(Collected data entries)
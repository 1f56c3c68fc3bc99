//! Merge host-supplied settings and options with defaults and validate them.

use serde_json::Value;
use tracing::debug;
use url::Url;

use crate::defaults;
use crate::error::{ConfigError, ConfigResult};
use crate::model::{
    AuthParams, ResolvedOptions, ResolvedSettings, ResponseType, TransportSettings,
    WidgetOptions, WidgetSettings,
};

/// Validate construction-time settings and derive asset locations.
///
/// # Errors
///
/// Returns [`ConfigError`] when the client id or domain is missing, or an
/// explicit asset override is not an absolute URL.
pub fn resolve_settings(settings: &WidgetSettings) -> ConfigResult<ResolvedSettings> {
    let client_id = settings.client_id.trim();
    if client_id.is_empty() {
        return Err(ConfigError::MissingField { field: "clientID" });
    }
    let domain = settings.domain.trim().trim_end_matches('/');
    if domain.is_empty() {
        return Err(ConfigError::MissingField { field: "domain" });
    }
    if domain.chars().any(char::is_whitespace) || domain.contains("://") {
        return Err(ConfigError::invalid(
            "domain",
            Some(domain),
            "must be a bare host name",
        ));
    }

    let (derived_assets, derived_cdn) = derive_asset_locations(domain);
    let assets_url = match settings.assets_url.as_deref() {
        Some(url) => normalize_root("assetsUrl", url)?,
        None => derived_assets,
    };
    let cdn = match settings.cdn.as_deref() {
        Some(url) => normalize_root("cdn", url)?,
        None => derived_cdn,
    };

    Ok(ResolvedSettings {
        client_id: client_id.to_string(),
        domain: domain.to_string(),
        assets_url,
        cdn,
    })
}

/// Asset and CDN roots for a tenant domain.
///
/// Hosted tenants (`*.auth0.com`, any port) share fixed locations; custom
/// domains serve assets from themselves.
#[must_use]
pub fn derive_asset_locations(domain: &str) -> (String, String) {
    let host = domain.split(':').next().unwrap_or(domain).to_ascii_lowercase();
    if host.ends_with(defaults::HOSTED_DOMAIN_SUFFIX) {
        (
            defaults::HOSTED_ASSETS_URL.to_string(),
            defaults::HOSTED_CDN_URL.to_string(),
        )
    } else {
        let root = format!("https://{domain}/");
        let cdn = format!("{root}{}", defaults::CUSTOM_CDN_PATH);
        (root, cdn)
    }
}

/// Merge `show()` options with defaults and validate them.
///
/// # Errors
///
/// Returns [`ConfigError::InvalidField`] for a malformed callback URL, an
/// unknown response type, or a malformed `authParams.connection_scopes`.
pub fn resolve_options(options: &WidgetOptions) -> ConfigResult<ResolvedOptions> {
    let callback_url = options
        .callback_url
        .as_deref()
        .map(parse_callback_url)
        .transpose()?;

    let response_type = match options.response_type.as_deref() {
        Some(raw) => raw.trim().parse::<ResponseType>()?,
        None if callback_url.is_some() => ResponseType::Code,
        None => ResponseType::Token,
    };

    let callback_on_location_hash = options
        .callback_on_location_hash
        .unwrap_or(response_type == ResponseType::Token);

    validate_auth_params(&options.auth_params)?;

    let resolved = ResolvedOptions {
        transport: TransportSettings {
            callback_url,
            response_type,
            force_jsonp: options.force_jsonp.unwrap_or(defaults::FORCE_JSONP),
            callback_on_location_hash,
        },
        connections: options.connections.as_deref().map(normalize_connections),
        auth_params: options.auth_params.clone(),
        default_user_password_connection: options
            .default_user_password_connection
            .as_deref()
            .map(str::trim)
            .filter(|name| !name.is_empty())
            .map(str::to_string),
        sso: options.sso.unwrap_or(defaults::SSO_ENABLED),
        integrated_windows_login: options
            .integrated_windows_login
            .unwrap_or(defaults::INTEGRATED_WINDOWS_LOGIN),
    };
    debug!(
        response_type = %resolved.transport.response_type,
        requested_connections = resolved.connections.as_ref().map_or(0, Vec::len),
        sso = resolved.sso,
        "widget options resolved"
    );
    Ok(resolved)
}

fn parse_callback_url(raw: &str) -> ConfigResult<String> {
    let url = Url::parse(raw.trim())
        .map_err(|_| ConfigError::invalid("callbackURL", Some(raw), "must be an absolute URL"))?;
    match url.scheme() {
        "http" | "https" => Ok(raw.trim().to_string()),
        _ => Err(ConfigError::invalid(
            "callbackURL",
            Some(raw),
            "must use http or https",
        )),
    }
}

fn normalize_root(field: &str, raw: &str) -> ConfigResult<String> {
    let url = Url::parse(raw.trim())
        .map_err(|_| ConfigError::invalid(field, Some(raw), "must be an absolute URL"))?;
    let mut root = url.to_string();
    if !root.ends_with('/') {
        root.push('/');
    }
    Ok(root)
}

fn normalize_connections(requested: &[String]) -> Vec<String> {
    requested
        .iter()
        .map(|name| name.trim())
        .filter(|name| !name.is_empty())
        .map(str::to_string)
        .collect()
}

fn validate_auth_params(params: &AuthParams) -> ConfigResult<()> {
    let Some(scopes) = params.as_map().get(AuthParams::CONNECTION_SCOPES) else {
        return Ok(());
    };
    let Some(scopes) = scopes.as_object() else {
        return Err(ConfigError::invalid(
            "authParams.connection_scopes",
            None,
            "must be an object keyed by connection name",
        ));
    };
    for (connection, scope) in scopes {
        let valid = match scope {
            Value::String(_) => true,
            Value::Array(items) => items.iter().all(Value::is_string),
            _ => false,
        };
        if !valid {
            return Err(ConfigError::invalid(
                &format!("authParams.connection_scopes.{connection}"),
                None,
                "must be a string or a list of strings",
            ));
        }
    }
    Ok(())
}

#[cfg(test)]
mod tests {
    use super::*;
    use serde_json::json;

    #[test]
    fn custom_domain_serves_its_own_assets() {
        let (assets, cdn) = derive_asset_locations("abc.contoso.com");
        assert_eq!(assets, "https://abc.contoso.com/");
        assert_eq!(cdn, "https://abc.contoso.com/w2/");
    }

    #[test]
    fn hosted_domain_uses_shared_assets_even_with_port() {
        let (assets, cdn) = derive_asset_locations("abc.auth0.com:3000");
        assert_eq!(assets, "https://s3.amazonaws.com/assets.auth0.com/");
        assert_eq!(cdn, "https://d19p4zemcycm7a.cloudfront.net/w2/");
    }

    #[test]
    fn explicit_asset_overrides_win() {
        let settings = WidgetSettings {
            assets_url: Some("https://assets.example.com".into()),
            cdn: Some("https://cdn.example.com/lock/".into()),
            ..WidgetSettings::new("123456789", "abc.auth0.com")
        };
        let resolved = resolve_settings(&settings).expect("settings resolve");
        assert_eq!(resolved.assets_url, "https://assets.example.com/");
        assert_eq!(resolved.cdn, "https://cdn.example.com/lock/");
    }

    #[test]
    fn settings_require_client_and_domain() {
        let err = resolve_settings(&WidgetSettings::new("", "abc.auth0.com")).unwrap_err();
        assert!(matches!(err, ConfigError::MissingField { field: "clientID" }));
        let err = resolve_settings(&WidgetSettings::new("123", "  ")).unwrap_err();
        assert!(matches!(err, ConfigError::MissingField { field: "domain" }));
        let err = resolve_settings(&WidgetSettings::new("123", "https://abc.com")).unwrap_err();
        assert!(matches!(err, ConfigError::InvalidField { .. }));
    }

    #[test]
    fn token_response_infers_location_hash_callback() {
        let options = WidgetOptions {
            response_type: Some("token".into()),
            ..WidgetOptions::default()
        };
        let resolved = resolve_options(&options).expect("options resolve");
        assert!(resolved.transport.callback_on_location_hash);
        assert!(resolved.sso);
        assert!(!resolved.transport.force_jsonp);
    }

    #[test]
    fn explicit_location_hash_flag_wins() {
        let options = WidgetOptions {
            response_type: Some("token".into()),
            callback_on_location_hash: Some(false),
            ..WidgetOptions::default()
        };
        let resolved = resolve_options(&options).expect("options resolve");
        assert!(!resolved.transport.callback_on_location_hash);
    }

    #[test]
    fn callback_url_defaults_response_type_to_code() {
        let options = WidgetOptions {
            callback_url: Some("http://myapp.com/callback".into()),
            ..WidgetOptions::default()
        };
        let resolved = resolve_options(&options).expect("options resolve");
        assert_eq!(resolved.transport.response_type, ResponseType::Code);
        assert!(!resolved.transport.callback_on_location_hash);
        assert_eq!(
            resolved.transport.callback_url.as_deref(),
            Some("http://myapp.com/callback")
        );
    }

    #[test]
    fn rejects_bad_callback_and_response_type() {
        let bad_url = WidgetOptions {
            callback_url: Some("myapp/callback".into()),
            ..WidgetOptions::default()
        };
        assert!(resolve_options(&bad_url).is_err());

        let bad_scheme = WidgetOptions {
            callback_url: Some("ftp://myapp.com/callback".into()),
            ..WidgetOptions::default()
        };
        assert!(resolve_options(&bad_scheme).is_err());

        let bad_type = WidgetOptions {
            response_type: Some("id_token".into()),
            ..WidgetOptions::default()
        };
        let err = resolve_options(&bad_type).unwrap_err();
        assert_eq!(err.detail(), "responseType: must be 'code' or 'token'");
    }

    #[test]
    fn connections_are_trimmed_and_blanks_dropped() {
        let options = WidgetOptions {
            connections: Some(vec![" twitter ".into(), String::new(), "dbTest".into()]),
            default_user_password_connection: Some("  ".into()),
            ..WidgetOptions::default()
        };
        let resolved = resolve_options(&options).expect("options resolve");
        assert_eq!(
            resolved.connections,
            Some(vec!["twitter".to_string(), "dbTest".to_string()])
        );
        assert_eq!(resolved.default_user_password_connection, None);
    }

    #[test]
    fn malformed_connection_scopes_are_rejected() {
        let options = WidgetOptions {
            auth_params: AuthParams::new().with("connection_scopes", json!(["twitter"])),
            ..WidgetOptions::default()
        };
        assert!(resolve_options(&options).is_err());

        let options = WidgetOptions {
            auth_params: AuthParams::new()
                .with("connection_scopes", json!({ "twitter": [1, 2] })),
            ..WidgetOptions::default()
        };
        let err = resolve_options(&options).unwrap_err();
        assert!(err.detail().starts_with("authParams.connection_scopes.twitter"));
    }
}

§ ACTIVITY
Go through the records above and return every line that holds the string "Value".

§ EXERCISE RESPONSE
use serde_json::Value;
            Value::String(_) => true,
            Value::Array(items) => items.iter().all(Value::is_string),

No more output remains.